Representative Quotes Supporting Themes and Subthemes of Barriers and Facilitators to Clinical Trial Uptake Among Adolescents
| Theme | Subtheme | Barriers | Facilitators |
|---|---|---|---|
| Initial consent | Timing | “I feel like it would have been a lot more helpful if I would have gotten… two, three more days just to get a little more used to… my medicine and how it worked. Cause I think it took me, like, a week to get… stable on the heavy chemo.” ID 10 | “I think it was good…timing because I had a blood cancer…for some people it doesn't go away…as fast sometimes…but it was in that prime state when I was not at my worst but going through treatment but still not doing good…” ID 02 |
| Emotional impact | “Well, it wasn't so much the trial that was a little overwhelming, so much as… the diagnosis because those were within minutes of each other.” ID 18 | “So, while I was told that I had cancer for the first time, I wasn't exactly thrilled, but I wasn't completely panicked either. I knew where I was, and I knew that the hospital was going to do its best to try to take care of me.” ID 18 | |
| Patient autonomy | “They actually go to my dad first cause they didn't really know my age or anything. Most of the people assumed that I was under age, maybe like 17.” ID 10 | “I assessed it with those who brought the trial to me, certain doctors, and staff. I didn't really discuss it outside of that just simply for me because I was quick to make up my mind.” ID 15 | |
| Informing participation | Decision-making | “I just chose to participate in the ones that didn't seem like too much because…I don't want to be in, like, five and then be stuck at the hospital all day long. But it was pretty easy for me to say yes to the couple I did. Those were the first ones that approached me…I'm always down to help somebody else in my situation in the future.” ID 02 | |
| Comprehension | “Yeah, I just can't remember anything because it's so much information and so little time.” ID 14 | “They gave us the pamphlets or the papers that described everything, they went over everything about what the study was about, how they were gonna do the study, what it's for, why they're doing it.
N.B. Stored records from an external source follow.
//! Kennel CLI entry point.

use std::process::ExitCode;

use clap::Parser;
use color_eyre::eyre::Result;
use tracing_subscriber::{EnvFilter, fmt, prelude::*};

use kennel::cli::Cli;

#[tokio::main]
async fn main() -> Result<ExitCode> {
    // Initialize error handling
    color_eyre::install()?;

    // Parse CLI arguments
    let cli = Cli::parse();

    // Initialize tracing
    let level = if cli.debug { "kennel=debug" } else { "kennel=info" };
    tracing_subscriber::registry()
        .with(fmt::layer().with_target(true).with_writer(std::io::stderr))
        .with(EnvFilter::from_default_env().add_directive(level.parse()?))
        .init();

    // Execute command
    cli.execute().await
}
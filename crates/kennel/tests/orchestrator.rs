//! End-to-end container lifecycle: real supervisor, fake runtime, simulated
//! host networking.

mod common;

use std::net::Ipv4Addr;
use std::sync::Arc;

use kennel::config::KennelConfig;
use kennel::exec::ProcessIo;
use kennel::orchestrator::Orchestrator;
use kennel_common::{ContainerHandle, KennelError};
use kennel_network::fake::FakeRunner;
use kennel_network::{NetworkSettings, NetworkSpec};
use kennel_oci::ProcessSpec;
use tempfile::TempDir;

fn orchestrator(tmp: &TempDir, fake: &Arc<FakeRunner>) -> Orchestrator {
    let network = NetworkSettings {
        pool: "10.254.0.0/29".parse().unwrap(),
        external_ip: Some(Ipv4Addr::new(203, 0, 113, 1)),
        ..NetworkSettings::default()
    };
    let config = KennelConfig::default()
        .with_network(network)
        .with_root(tmp.path().join("root"))
        .with_runtime(common::fake_runtime())
        .with_shim(common::shim())
        .with_ports(60000, 5);
    Orchestrator::new(config, fake.clone())
        .unwrap()
        .with_proc_root(tmp.path().join("proc"))
}

#[test_log::test(tokio::test)]
async fn container_lifecycle() -> Result<(), Box<dyn std::error::Error>> {
    let tmp = TempDir::new()?;
    let fake = Arc::new(FakeRunner::new());
    let orchestrator = orchestrator(&tmp, &fake);
    orchestrator.setup().await?;

    let handle = ContainerHandle::new("web")?;
    let bundle = common::bundle(tmp.path(), "sleep 1\nexit 3\n");
    let container = orchestrator
        .create(&handle, &bundle, &NetworkSpec::default(), ProcessIo::default())
        .await?;

    assert_eq!(container.network.container_ip, Ipv4Addr::new(10, 254, 0, 2));
    assert!(orchestrator.paths().network_config("web").exists());
    let runtime_calls = fake.calls_to("fake-runc");
    assert!(runtime_calls.iter().any(|call| call.contains(&"start".to_string())));

    let pid = container.init.pid().expect("init pid");
    let resolv = tmp.path().join(format!("proc/{pid}/root/etc/resolv.conf"));
    assert!(std::fs::read_to_string(resolv)?.contains("nameserver 8.8.8.8"));

    let exec = orchestrator
        .run(&handle, &ProcessSpec::new("/bin/sh", ["-c", "exit 9"]), ProcessIo::default())
        .await?;
    assert_eq!(exec.wait().await?, 9);

    let rule = orchestrator.net_in(&handle, 0, 80).await?;
    assert_eq!((rule.host_port, rule.container_port), (60000, 80));

    assert_eq!(container.init.wait().await?, 3);

    orchestrator.destroy(&handle).await?;
    assert!(!orchestrator.paths().container("web").exists());
    assert!(!orchestrator.paths().network_config("web").exists());
    assert!(orchestrator.handles().is_empty());
    Ok(())
}

#[tokio::test]
async fn refused_bundle_leaves_nothing_behind() -> Result<(), Box<dyn std::error::Error>> {
    let tmp = TempDir::new()?;
    let fake = Arc::new(FakeRunner::new());
    let orchestrator = orchestrator(&tmp, &fake);
    orchestrator.setup().await?;

    let handle = ContainerHandle::new("broken")?;
    let bundle = common::failing_bundle(tmp.path(), "bad config.json");
    let err = orchestrator
        .create(&handle, &bundle, &NetworkSpec::default(), ProcessIo::default())
        .await
        .unwrap_err();

    assert!(matches!(err, KennelError::LaunchFailed { code: 1, .. }));
    assert!(!orchestrator.paths().container("broken").exists());
    assert!(orchestrator.handles().is_empty());

    // The handle is free again.
    let bundle = common::bundle(&tmp.path().join("second"), "exit 0\n");
    let container = orchestrator
        .create(&handle, &bundle, &NetworkSpec::default(), ProcessIo::default())
        .await?;
    assert_eq!(container.init.wait().await?, 0);
    orchestrator.destroy(&handle).await?;
    Ok(())
}

#[tokio::test]
async fn restart_restores_containers() -> Result<(), Box<dyn std::error::Error>> {
    let tmp = TempDir::new()?;
    let fake = Arc::new(FakeRunner::new());
    let first = orchestrator(&tmp, &fake);
    first.setup().await?;

    let handle = ContainerHandle::new("db")?;
    let bundle = common::bundle(tmp.path(), "exit 0\n");
    let container = first
        .create(&handle, &bundle, &NetworkSpec::default(), ProcessIo::default())
        .await?;
    let rule = first.net_in(&handle, 0, 5432).await?;
    container.init.wait().await?;
    first.shutdown()?;
    drop(first);

    let second = orchestrator(&tmp, &fake);
    assert_eq!(second.restore()?, 1);
    let restored = second.container(&handle).expect("restored container");
    assert_eq!(restored.network, container.network);
    assert_eq!(restored.net_in, vec![rule]);
    assert_eq!(restored.init.wait().await?, 0);

    second.destroy(&handle).await?;
    second.shutdown()?;
    Ok(())
}
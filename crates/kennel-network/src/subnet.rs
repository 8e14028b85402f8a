//! Subnet and address allocation.
//!
//! Dynamic requests get a private /30 carved out of the configured pool.
//! Static requests name a subnet outside the pool, which several containers
//! may share. A subnet returns to the pool only when its last address is
//! released.

use std::collections::{BTreeSet, HashMap};
use std::net::Ipv4Addr;

use ipnetwork::Ipv4Network;
use kennel_common::{KennelError, KennelResult};
use parking_lot::Mutex;
use serde::{Deserialize, Serialize};

const DYNAMIC_PREFIX: u8 = 30;

/// Which subnet a container wants.
#[derive(Debug, Clone, Copy, Default, PartialEq, Eq, Serialize, Deserialize)]
#[serde(rename_all = "snake_case")]
pub enum SubnetSelector {
    /// Next free /30 from the pool.
    #[default]
    Dynamic,
    /// A caller-chosen subnet outside the pool.
    Static(Ipv4Network),
}

/// Which address inside the subnet a container wants.
#[derive(Debug, Clone, Copy, Default, PartialEq, Eq, Serialize, Deserialize)]
#[serde(rename_all = "snake_case")]
pub enum IpSelector {
    /// Next free host address.
    #[default]
    Dynamic,
    /// A caller-chosen address.
    Static(Ipv4Addr),
}

/// Tracks live subnet/address allocations.
#[derive(Debug)]
pub struct SubnetPool {
    dynamic: Ipv4Network,
    allocations: Mutex<HashMap<Ipv4Network, BTreeSet<Ipv4Addr>>>,
}

/// First host of `subnet`, used by the bridge.
#[must_use]
pub fn gateway(subnet: Ipv4Network) -> Ipv4Addr {
    offset(subnet.network(), 1)
}

fn offset(ip: Ipv4Addr, by: u32) -> Ipv4Addr {
    Ipv4Addr::from(u32::from(ip).wrapping_add(by))
}

fn overlaps(a: Ipv4Network, b: Ipv4Network) -> bool {
    a.contains(b.network()) || b.contains(a.network())
}

fn normalize(subnet: Ipv4Network) -> KennelResult<Ipv4Network> {
    Ipv4Network::new(subnet.network(), subnet.prefix()).map_err(|e| KennelError::Config {
        message: format!("invalid subnet {subnet}: {e}"),
    })
}

impl SubnetPool {
    /// Pool carving /30s out of `dynamic`.
    ///
    /// # Errors
    ///
    /// Returns [`KennelError::Config`] if `dynamic` is smaller than a /30.
    pub fn new(dynamic: Ipv4Network) -> KennelResult<Self> {
        if dynamic.prefix() > DYNAMIC_PREFIX {
            return Err(KennelError::Config {
                message: format!("dynamic subnet pool {dynamic} is smaller than a /{DYNAMIC_PREFIX}"),
            });
        }
        Ok(Self {
            dynamic: normalize(dynamic)?,
            allocations: Mutex::new(HashMap::new()),
        })
    }

    /// The dynamic range.
    #[must_use]
    pub const fn dynamic_range(&self) -> Ipv4Network {
        self.dynamic
    }

    /// Allocate a subnet and an address in it.
    ///
    /// # Errors
    ///
    /// - [`KennelError::SubnetPoolExhausted`] when no /30 is free
    /// - [`KennelError::SubnetConflict`] for a static subnet overlapping the
    ///   pool or a different live allocation
    /// - [`KennelError::IpTaken`] for a static address already in use
    pub fn acquire(&self, subnet: SubnetSelector, ip: IpSelector) -> KennelResult<(Ipv4Network, Ipv4Addr)> {
        let mut allocations = self.allocations.lock();

        let subnet = match subnet {
            SubnetSelector::Dynamic => {
                if matches!(ip, IpSelector::Static(_)) {
                    return Err(KennelError::Config {
                        message: "a static IP requires a static subnet".into(),
                    });
                }
                self.next_dynamic(&allocations)?
            }
            SubnetSelector::Static(requested) => {
                let requested = normalize(requested)?;
                let conflict = overlaps(requested, self.dynamic)
                    || allocations
                        .keys()
                        .any(|&existing| existing != requested && overlaps(existing, requested));
                if conflict || requested.prefix() > DYNAMIC_PREFIX {
                    return Err(KennelError::SubnetConflict {
                        subnet: requested.to_string(),
                    });
                }
                requested
            }
        };

        let taken = allocations.get(&subnet);
        let ip = match ip {
            IpSelector::Dynamic => Self::next_ip(subnet, taken).ok_or(KennelError::SubnetPoolExhausted)?,
            IpSelector::Static(ip) => {
                if !Self::is_assignable(subnet, ip) {
                    return Err(KennelError::Config {
                        message: format!("{ip} is not an assignable address in {subnet}"),
                    });
                }
                if taken.is_some_and(|ips| ips.contains(&ip)) {
                    return Err(KennelError::IpTaken { ip: ip.to_string() });
                }
                ip
            }
        };

        allocations.entry(subnet).or_default().insert(ip);
        tracing::debug!(%subnet, %ip, "Allocated address");
        Ok((subnet, ip))
    }

    /// Re-reserve an allocation discovered after a restart.
    ///
    /// # Errors
    ///
    /// Returns [`KennelError::IpTaken`] if the address is already reserved.
    pub fn remove(&self, subnet: Ipv4Network, ip: Ipv4Addr) -> KennelResult<()> {
        let subnet = normalize(subnet)?;
        let mut allocations = self.allocations.lock();
        if !allocations.entry(subnet).or_default().insert(ip) {
            return Err(KennelError::IpTaken { ip: ip.to_string() });
        }
        Ok(())
    }

    /// Release one address. Returns `true` when it was the subnet's last.
    ///
    /// Releasing something never allocated is not an error.
    pub fn release(&self, subnet: Ipv4Network, ip: Ipv4Addr) -> bool {
        let Ok(subnet) = normalize(subnet) else {
            return false;
        };
        let mut allocations = self.allocations.lock();
        let Some(ips) = allocations.get_mut(&subnet) else {
            return false;
        };
        ips.remove(&ip);
        if ips.is_empty() {
            allocations.remove(&subnet);
            tracing::debug!(%subnet, "Subnet returned to pool");
            true
        } else {
            false
        }
    }

    /// Number of live subnets.
    #[must_use]
    pub fn allocated_subnets(&self) -> usize {
        self.allocations.lock().len()
    }

    fn next_dynamic(&self, allocations: &HashMap<Ipv4Network, BTreeSet<Ipv4Addr>>) -> KennelResult<Ipv4Network> {
        let base = u32::from(self.dynamic.network());
        let blocks = self.dynamic.size() >> (32 - u32::from(DYNAMIC_PREFIX));
        (0..blocks)
            .filter_map(|block| Ipv4Network::new(Ipv4Addr::from(base + (block << 2)), DYNAMIC_PREFIX).ok())
            .find(|candidate| !allocations.contains_key(candidate))
            .ok_or(KennelError::SubnetPoolExhausted)
    }

    fn is_assignable(subnet: Ipv4Network, ip: Ipv4Addr) -> bool {
        subnet.contains(ip) && ip != subnet.network() && ip != subnet.broadcast() && ip != gateway(subnet)
    }

    fn next_ip(subnet: Ipv4Network, taken: Option<&BTreeSet<Ipv4Addr>>) -> Option<Ipv4Addr> {
        let first = u32::from(subnet.network()) + 2;
        let last = u32::from(subnet.broadcast());
        (first..last)
            .map(Ipv4Addr::from)
            .find(|ip| !taken.is_some_and(|ips| ips.contains(ip)))
    }
}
And then they asked if I would like to participate, and then I said yes.” ID 20 | |
| External influence | “My parents…don't really know anything about it and they're kind of more closed off as far as medicine…as soon as they ask me about the study, they told me. They told me I couldn't do it.” ID 10 | “Oh, well, I can't really make decisions by myself, so I guess it's easier when they, uh, push you towards one side.” ID 19 | |
| Specific knowledge | “As far as I was made aware… the doctor had told me that the trial chemical… is suspected to be less harmful to patients but at the same time, they were also attempting to measure whether or not it was as effective as the standard treatment.” ID 18 | ||
| Participant relationships | Communication | “I think it was a little confusing, especially for me. I was kind of, like, in and out of cons-, consciousness and my dad kind of just hearing that, oh okay, clinical trials, or studies, and then this is your treatment. I think he kind of was a little concerned about it as to, like, maybe he thought that what the medicine I was getting was probably going to be tested, or something like that, as far as I don't know how he thinks.” ID 10 | “I was asked to participate by one of the doctors who was in charge of my care, and I think that this is pretty effective because he's already looking over me and other reasons, so I think it was handled well.” ID 20 |
| Relationships with providers and care team | “That's questionable, actually, because I've never really been, you know, in a hospital room with me being the patient and all. But, I've seen like more worried faces…but I feel safe here because they say it's the best hospital or whatever.” ID 04 | “Everybody's been pretty good though. Yeah, like explaining and being…nice and they know how to explain everything, questions” ID 14 | |
| Expectations of care team | “…In regards to doctors, I think they feel an obligation towards attempting to improve the medical field… And I think that's why…they are very hoping that patients…would sign onto that, but at the same time, they understand…when a patient would say no.” ID 18 | ||
| Relationships with parents, family, and friends | “Yeah, that's the thing that… my dad handled… because he couldn't read English and speak English very well, and my mom wasn't there. So I think that's more of the reason why… I think he did ask a couple questions but he was still kind of uncomfortable with the idea.” ID 10 | “…They talked to my parents in a different room than me, mainly because I'm, you know, I've only been here for a week and my first day being here they had to, like, pull my parents aside and then come back inside and tell me.” ID 04 | |
| Patient determinants | Motives | “I decided to participate cause I think it would help the researchers and also the people find a cure, or try to find a cure” ID 12 | |
| Attitudes | “I've actually had, you know, a little bit of doubt about them…a lot of things go across your mind… and I get sort of a weird vibe out of it.” ID 04 | “I generally don't see them as anything but good…they're not really invasive. They contribute to more of an understanding of what you're fighting. So, I don't really see any downsides to them.” ID 15 | |
| Cancer experience | “Well, I just felt, um, sad.” ID 12 | “[At] the age of 16 and someone tells you, oh guess what, you might die if you don't do this, it just pushes you forward and makes you not want to give up, you know.” ID 04 | |
| Outcomes | “They tell me everything's just going to be okay. This thing…is actually helping you. And I know that it, and I know it's helping because the minute I got in this place I looked dead inside. My skin was, um, I don't remember, pale a little. And now, like, I've got some of my color back. I feel more energetic. ID 04 |